2. Welcome to the Dotmocracy
Post-it notes, lots of Post-its, large and small, are a facilitator’s best friend. In a Design Sprint, all ideas go down on paper. Everyone can write ideas down, everyone can see them, and everyone can vote for their choices using a clear and simple process, dot-voting. The voting serves as a group signal to the decision maker, but correctly done fosters discussion and helps build consensus while avoiding “decision by committee”.
3. Method, not madness
Design Sprints are run according to a strict methodology. For example, time-boxed activities throughout the sprint include both quiet and loud time, undertaken individually and in groups. Mixing it up ensures that people with different working styles are given the opportunity to be creative and expressive in ways they’re most comfortable with.
4. Rules of engagement
Design Sprints are run by two facilitators – one to lead the direction of the activities and the other to keep participants engaged and unified. A facilitator’s role is not to provide ideas, but to create an environment that elicits ideas from participants in the best possible way.
Phones, laptops and other digital distractions are out. This ensures commitment from participants, and the slight separation anxiety they’re likely to experience also works to keep people in a beneficial state of uncomfortableness.
5. Facilitator feng shui
Everything down to the layout of the room plays a part in how a Design Sprint facilitator successfully manages a group. The ideal setting is to place stools in a circle, which helps boost collaboration and enhance the impression of equality. This is necessary for neutralising particularly overbearing contributors and neutralises dominance by overbearing individuals, regardless of their position or rank within an organisation.
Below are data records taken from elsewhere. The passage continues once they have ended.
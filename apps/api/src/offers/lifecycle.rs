//! Offer lifecycle — status transitions, expiry, and view tracking.
//!
//! ```text
//! draft ──send──▶ sent ──view──▶ viewed
//!   │              │               │
//!   │              ├──────┬────────┤
//!   ▼              ▼      ▼        ▼
//! withdrawn    accepted rejected expired
//! ```
//!
//! Every transition appends to `status_history`. Terminal states never move again.

use chrono::{DateTime, Duration, Utc};
use serde::{Deserialize, Serialize};
use thiserror::Error;
use tracing::info;

use crate::models::offer::{GeneratedOffer, OfferStatus, StatusChange};

#[derive(Debug, Error, PartialEq, Eq)]
pub enum LifecycleError {
    #[error("Offer cannot move from {from} to {to}")]
    InvalidTransition { from: OfferStatus, to: OfferStatus },

    #[error("Offer expired at {0}")]
    Expired(DateTime<Utc>),
}

#[derive(Debug, Clone, Copy, PartialEq, Eq, Serialize, Deserialize)]
#[serde(rename_all = "snake_case")]
pub enum CandidateDecision {
    Accept,
    Reject,
}

pub fn can_transition(from: OfferStatus, to: OfferStatus) -> bool {
    use OfferStatus::*;
    if from.is_terminal() {
        return false;
    }
    matches!(
        (from, to),
        (Draft, Sent)
            | (Draft, Withdrawn)
            | (Sent, Viewed)
            | (Sent | Viewed, Accepted | Rejected | Expired | Withdrawn)
    )
}

fn transition(
    offer: &mut GeneratedOffer,
    to: OfferStatus,
    changed_by: Option<&str>,
    note: Option<&str>,
    now: DateTime<Utc>,
) -> Result<(), LifecycleError> {
    if !can_transition(offer.status, to) {
        return Err(LifecycleError::InvalidTransition {
            from: offer.status,
            to,
        });
    }
    info!("Offer {}: {} → {}", offer.id, offer.status, to);
    offer.status = to;
    offer.updated_at = now;
    offer.status_history.push(StatusChange {
        status: to,
        changed_at: now,
        changed_by: changed_by.map(str::to_string),
        note: note.map(str::to_string),
    });
    Ok(())
}

/// Moves a draft to `sent` and starts the validity window.
pub fn mark_sent(
    offer: &mut GeneratedOffer,
    validity_days: i64,
    changed_by: Option<&str>,
    now: DateTime<Utc>,
) -> Result<(), LifecycleError> {
    transition(offer, OfferStatus::Sent, changed_by, None, now)?;
    offer.tracking.sent_at = Some(now);
    offer.tracking.expires_at = Some(now + Duration::days(validity_days.max(1)));
    Ok(())
}

/// Expires a sent/viewed offer whose window has closed. Returns whether it expired now.
pub fn expire_if_due(offer: &mut GeneratedOffer, now: DateTime<Utc>) -> bool {
    let due = matches!(offer.status, OfferStatus::Sent | OfferStatus::Viewed)
        && offer.tracking.expires_at.is_some_and(|at| at <= now);
    if due {
        // Sent/Viewed → Expired is always allowed.
        let _ = transition(offer, OfferStatus::Expired, None, Some("validity window elapsed"), now);
    }
    due
}

/// Counts a candidate view. The first view of a sent offer moves it to `viewed`.
pub fn record_view(offer: &mut GeneratedOffer, now: DateTime<Utc>) -> Result<(), LifecycleError> {
    if offer.status == OfferStatus::Draft {
        return Err(LifecycleError::InvalidTransition {
            from: OfferStatus::Draft,
            to: OfferStatus::Viewed,
        });
    }
    expire_if_due(offer, now);

    offer.tracking.view_count += 1;
    offer.tracking.first_viewed_at.get_or_insert(now);
    offer.tracking.last_viewed_at = Some(now);
    offer.updated_at = now;

    if offer.status == OfferStatus::Sent {
        transition(offer, OfferStatus::Viewed, None, None, now)?;
    }
    Ok(())
}

pub fn respond(
    offer: &mut GeneratedOffer,
    decision: CandidateDecision,
    note: Option<&str>,
    now: DateTime<Utc>,
) -> Result<(), LifecycleError> {
    if expire_if_due(offer, now) || offer.status == OfferStatus::Expired {
        let at = offer.tracking.expires_at.unwrap_or(now);
        return Err(LifecycleError::Expired(at));
    }
    let to = match decision {
        CandidateDecision::Accept => OfferStatus::Accepted,
        CandidateDecision::Reject => OfferStatus::Rejected,
    };
    transition(offer, to, None, note, now)?;
    offer.tracking.responded_at = Some(now);
    Ok(())
}

pub fn withdraw(
    offer: &mut GeneratedOffer,
    changed_by: Option<&str>,
    note: Option<&str>,
    now: DateTime<Utc>,
) -> Result<(), LifecycleError> {
    transition(offer, OfferStatus::Withdrawn, changed_by, note, now)
}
We also use a lot of whiteboard and wall space to document our progress and have information quickly available when we need to.
6.The final say
While everyone can contribute equally to ideas, design-by-committee roadblocks are avoided by having one final decision maker (agreed before the sprint starts). The nominated person has unquestioned authority to make decisions on the spot during the sprint.This person must face the group with their decision in a forum that allows it to be challenged and discussed in a positive way. However, given the open and equal nature of the ideation process, participants should by this point feel comfortable that their voices and ideas have contributed towards the final decision.
Cross-functional collaboration is a critical part of understanding and designing any customer experience, but it doesn’t come without its challenges. At Jade we’ve seen first-hand how the Design Sprint framework – together with the direction of an experienced facilitator - helps to break down silos, allowing you to leverage valuable insights and perspectives for a more successful outcome.